*** Records shown ***
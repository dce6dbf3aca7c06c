//! Dialogs and endpoints for creating and editing transactions.

use std::sync::{Arc, Mutex};

use axum::{
    extract::{FromRef, Path, State},
    response::{IntoResponse, Response},
};
use axum_extra::extract::Form;
use maud::{Markup, html};
use rusqlite::Connection;

use crate::{
    AppState, Error, endpoints,
    labels::{TRANSACTION_CATEGORIES, TRANSACTION_TYPES, category_label, transaction_type_label},
    record_form::{
        DialogText, FormMode, FormRoutes, InputField, RadioField, SelectField, code_options,
        dialog_view, saved_response,
    },
    timezone::local_today,
    transaction::{
        TransactionId, create_transaction, domain::TransactionFormData, get_transaction,
        update_transaction,
    },
    validation::{Validate, ValidationErrors, date_input_value},
};

/// The state needed for the transaction dialogs and endpoints.
#[derive(Debug, Clone)]
pub struct TransactionFormState {
    pub db_connection: Arc<Mutex<Connection>>,
    /// Used to prefill the date of new transactions with today's date.
    pub local_timezone: String,
}

impl FromRef<AppState> for TransactionFormState {
    fn from_ref(state: &AppState) -> Self {
        Self {
            db_connection: state.db_connection.clone(),
            local_timezone: state.local_timezone.clone(),
        }
    }
}

const ROUTES: FormRoutes = FormRoutes {
    collection: endpoints::TRANSACTIONS_API,
    item: endpoints::TRANSACTION_API,
};

const TEXT: DialogText = DialogText {
    create_title: "Nova Transação",
    edit_title: "Editar Transação",
    create_submit: "Criar Transação",
    edit_submit: "Salvar Transação",
};

/// Render the empty transaction dialog with the date set to today.
pub async fn get_new_transaction_dialog(State(state): State<TransactionFormState>) -> Response {
    let Some(today) = local_today(&state.local_timezone) else {
        tracing::error!("Invalid timezone {}", state.local_timezone);
        return Error::InvalidTimezoneError(state.local_timezone).into_alert_response();
    };

    let form_data = TransactionFormData {
        date: date_input_value(today.midnight().assume_utc()),
        ..Default::default()
    };

    transaction_dialog(FormMode::Create, &form_data, &ValidationErrors::new()).into_response()
}

/// Render the transaction dialog prefilled with a stored transaction.
pub async fn get_edit_transaction_dialog(
    Path(transaction_id): Path<TransactionId>,
    State(state): State<TransactionFormState>,
) -> Response {
    let connection = match state.db_connection.lock() {
        Ok(connection) => connection,
        Err(error) => {
            tracing::error!("could not acquire database lock: {error}");
            return Error::DatabaseLockError.into_alert_response();
        }
    };

    match get_transaction(transaction_id, &connection) {
        Ok(transaction) => transaction_dialog(
            FormMode::Edit(transaction_id),
            &TransactionFormData::from(&transaction),
            &ValidationErrors::new(),
        )
        .into_response(),
        Err(error) => {
            tracing::error!("Failed to retrieve transaction {transaction_id}: {error}");
            error.into_alert_response()
        }
    }
}

/// Handle the create transaction form submission.
pub async fn create_transaction_endpoint(
    State(state): State<TransactionFormState>,
    Form(form_data): Form<TransactionFormData>,
) -> Response {
    save_transaction(FormMode::Create, &state, &form_data)
}

/// Handle the edit transaction form submission.
pub async fn update_transaction_endpoint(
    Path(transaction_id): Path<TransactionId>,
    State(state): State<TransactionFormState>,
    Form(form_data): Form<TransactionFormData>,
) -> Response {
    save_transaction(FormMode::Edit(transaction_id), &state, &form_data)
}

fn save_transaction(
    mode: FormMode,
    state: &TransactionFormState,
    form_data: &TransactionFormData,
) -> Response {
    let failure_message = match mode {
        FormMode::Create => "Erro ao criar transação",
        FormMode::Edit(_) => "Erro ao atualizar transação",
    };

    let input = match form_data.validate() {
        Ok(input) => input,
        Err(errors) => {
            tracing::debug!(
                "Rejected transaction form, invalid fields: {:?}",
                errors.fields().collect::<Vec<_>>()
            );
            return transaction_dialog(mode, form_data, &errors).into_response();
        }
    };

    let connection = match state.db_connection.lock() {
        Ok(connection) => connection,
        Err(error) => {
            tracing::error!("could not acquire database lock: {error}");
            return Error::DatabaseLockError.into_alert_response_with_message(failure_message);
        }
    };

    let result = match mode {
        FormMode::Create => {
            create_transaction(&input, &connection).map(|transaction| transaction.id)
        }
        FormMode::Edit(transaction_id) => {
            update_transaction(transaction_id, &input, &connection).map(|()| transaction_id)
        }
    };

    match result {
        Ok(transaction_id) => {
            tracing::info!("Saved transaction {transaction_id} ({mode:?})");
            saved_response()
        }
        Err(error) => {
            tracing::error!("Could not save transaction ({mode:?}): {error}");
            error.into_alert_response_with_message(failure_message)
        }
    }
}

fn transaction_dialog(
    mode: FormMode,
    form_data: &TransactionFormData,
    errors: &ValidationErrors,
) -> Markup {
    let fields = html! {
        (InputField {
            name: "description",
            label: "Descrição",
            input_type: "text",
            value: &form_data.description,
            required: true,
            error: errors.get("description"),
        }.into_html())

        (InputField {
            name: "amount",
            label: "Valor",
            input_type: "number",
            value: &form_data.amount,
            required: true,
            error: errors.get("amount"),
        }.into_html())

        (RadioField {
            name: "type",
            legend: "Tipo",
            options: code_options(&TRANSACTION_TYPES, transaction_type_label),
            selected: &form_data.transaction_type,
            error: errors.get("type"),
        }.into_html())

        (SelectField {
            name: "category",
            label: "Categoria",
            placeholder: "Selecione a categoria",
            options: code_options(&TRANSACTION_CATEGORIES, category_label),
            selected: &form_data.category,
            required: true,
            error: errors.get("category"),
        }.into_html())

        (InputField {
            name: "date",
            label: "Data",
            input_type: "date",
            value: &form_data.date,
            required: true,
            error: errors.get("date"),
        }.into_html())
    };

    dialog_view(mode, &ROUTES, &TEXT, fields)
}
*** End of Records shown ***
Task statement
Each entry must be output exactly as it was written.

Answer
repository dce6dbf3aca7c06c
//! Dialogs and endpoints for creating and editing transactions.

use std::sync::{Arc, Mutex};

use axum::{
    extract::{FromRef, Path, State},
    response::{IntoResponse, Response},
};
use axum_extra::extract::Form;
use maud::{Markup, html};
use rusqlite::Connection;

use crate::{
    AppState, Error, endpoints,
    labels::{TRANSACTION_CATEGORIES, TRANSACTION_TYPES, category_label, transaction_type_label},
    record_form::{
        DialogText, FormMode, FormRoutes, InputField, RadioField, SelectField, code_options,
        dialog_view, saved_response,
    },
    timezone::local_today,
    transaction::{
        TransactionId, create_transaction, domain::TransactionFormData, get_transaction,
        update_transaction,
    },
    validation::{Validate, ValidationErrors, date_input_value},
};

/// The state needed for the transaction dialogs and endpoints.
#[derive(Debug, Clone)]
pub struct TransactionFormState {
    pub db_connection: Arc<Mutex<Connection>>,
    /// Used to prefill the date of new transactions with today's date.
    pub local_timezone: String,
}

impl FromRef<AppState> for TransactionFormState {
    fn from_ref(state: &AppState) -> Self {
        Self {
            db_connection: state.db_connection.clone(),
            local_timezone: state.local_timezone.clone(),
        }
    }
}

const ROUTES: FormRoutes = FormRoutes {
    collection: endpoints::TRANSACTIONS_API,
    item: endpoints::TRANSACTION_API,
};

const TEXT: DialogText = DialogText {
    create_title: "Nova Transação",
    edit_title: "Editar Transação",
    create_submit: "Criar Transação",
    edit_submit: "Salvar Transação",
};

/// Render the empty transaction dialog with the date set to today.
pub async fn get_new_transaction_dialog(State(state): State<TransactionFormState>) -> Response {
    let Some(today) = local_today(&state.local_timezone) else {
        tracing::error!("Invalid timezone {}", state.local_timezone);
        return Error::InvalidTimezoneError(state.local_timezone).into_alert_response();
    };

    let form_data = TransactionFormData {
        date: date_input_value(today.midnight().assume_utc()),
        ..Default::default()
    };

    transaction_dialog(FormMode::Create, &form_data, &ValidationErrors::new()).into_response()
}

/// Render the transaction dialog prefilled with a stored transaction.
pub async fn get_edit_transaction_dialog(
    Path(transaction_id): Path<TransactionId>,
    State(state): State<TransactionFormState>,
) -> Response {
    let connection = match state.db_connection.lock() {
        Ok(connection) => connection,
        Err(error) => {
            tracing::error!("could not acquire database lock: {error}");
            return Error::DatabaseLockError.into_alert_response();
        }
    };

    match get_transaction(transaction_id, &connection) {
        Ok(transaction) => transaction_dialog(
            FormMode::Edit(transaction_id),
            &TransactionFormData::from(&transaction),
            &ValidationErrors::new(),
        )
        .into_response(),
        Err(error) => {
            tracing::error!("Failed to retrieve transaction {transaction_id}: {error}");
            error.into_alert_response()
        }
    }
}

/// Handle the create transaction form submission.
pub async fn create_transaction_endpoint(
    State(state): State<TransactionFormState>,
    Form(form_data): Form<TransactionFormData>,
) -> Response {
    save_transaction(FormMode::Create, &state, &form_data)
}

/// Handle the edit transaction form submission.
pub async fn update_transaction_endpoint(
    Path(transaction_id): Path<TransactionId>,
    State(state): State<TransactionFormState>,
    Form(form_data): Form<TransactionFormData>,
) -> Response {
    save_transaction(FormMode::Edit(transaction_id), &state, &form_data)
}

fn save_transaction(
    mode: FormMode,
    state: &TransactionFormState,
    form_data: &TransactionFormData,
) -> Response {
    let failure_message = match mode {
        FormMode::Create => "Erro ao criar transação",
        FormMode::Edit(_) => "Erro ao atualizar transação",
    };

    let input = match form_data.validate() {
        Ok(input) => input,
        Err(errors) => {
            tracing::debug!(
                "Rejected transaction form, invalid fields: {:?}",
                errors.fields().collect::<Vec<_>>()
            );
            return transaction_dialog(mode, form_data, &errors).into_response();
        }
    };

    let connection = match state.db_connection.lock() {
        Ok(connection) => connection,
        Err(error) => {
            tracing::error!("could not acquire database lock: {error}");
            return Error::DatabaseLockError.into_alert_response_with_message(failure_message);
        }
    };

    let result = match mode {
        FormMode::Create => {
            create_transaction(&input, &connection).map(|transaction| transaction.id)
        }
        FormMode::Edit(transaction_id) => {
            update_transaction(transaction_id, &input, &connection).map(|()| transaction_id)
        }
    };

    match result {
        Ok(transaction_id) => {
            tracing::info!("Saved transaction {transaction_id} ({mode:?})");
            saved_response()
        }
        Err(error) => {
            tracing::error!("Could not save transaction ({mode:?}): {error}");
            error.into_alert_response_with_message(failure_message)
        }
    }
}

fn transaction_dialog(
    mode: FormMode,
    form_data: &TransactionFormData,
    errors: &ValidationErrors,
) -> Markup {
    let fields = html! {
        (InputField {
            name: "description",
            label: "Descrição",
            input_type: "text",
            value: &form_data.description,
            required: true,
            error: errors.get("description"),
        }.into_html())

        (InputField {
            name: "amount",
            label: "Valor",
            input_type: "number",
            value: &form_data.amount,
            required: true,
            error: errors.get("amount"),
        }.into_html())

        (RadioField {
            name: "type",
            legend: "Tipo",
            options: code_options(&TRANSACTION_TYPES, transaction_type_label),
            selected: &form_data.transaction_type,
            error: errors.get("type"),
        }.into_html())

        (SelectField {
            name: "category",
            label: "Categoria",
            placeholder: "Selecione a categoria",
            options: code_options(&TRANSACTION_CATEGORIES, category_label),
            selected: &form_data.category,
            required: true,
            error: errors.get("category"),
        }.into_html())

        (InputField {
            name: "date",
            label: "Data",
            input_type: "date",
            value: &form_data.date,
            required: true,
            error: errors.get("date"),
        }.into_html())
    };

    dialog_view(mode, &ROUTES, &TEXT, fields)
}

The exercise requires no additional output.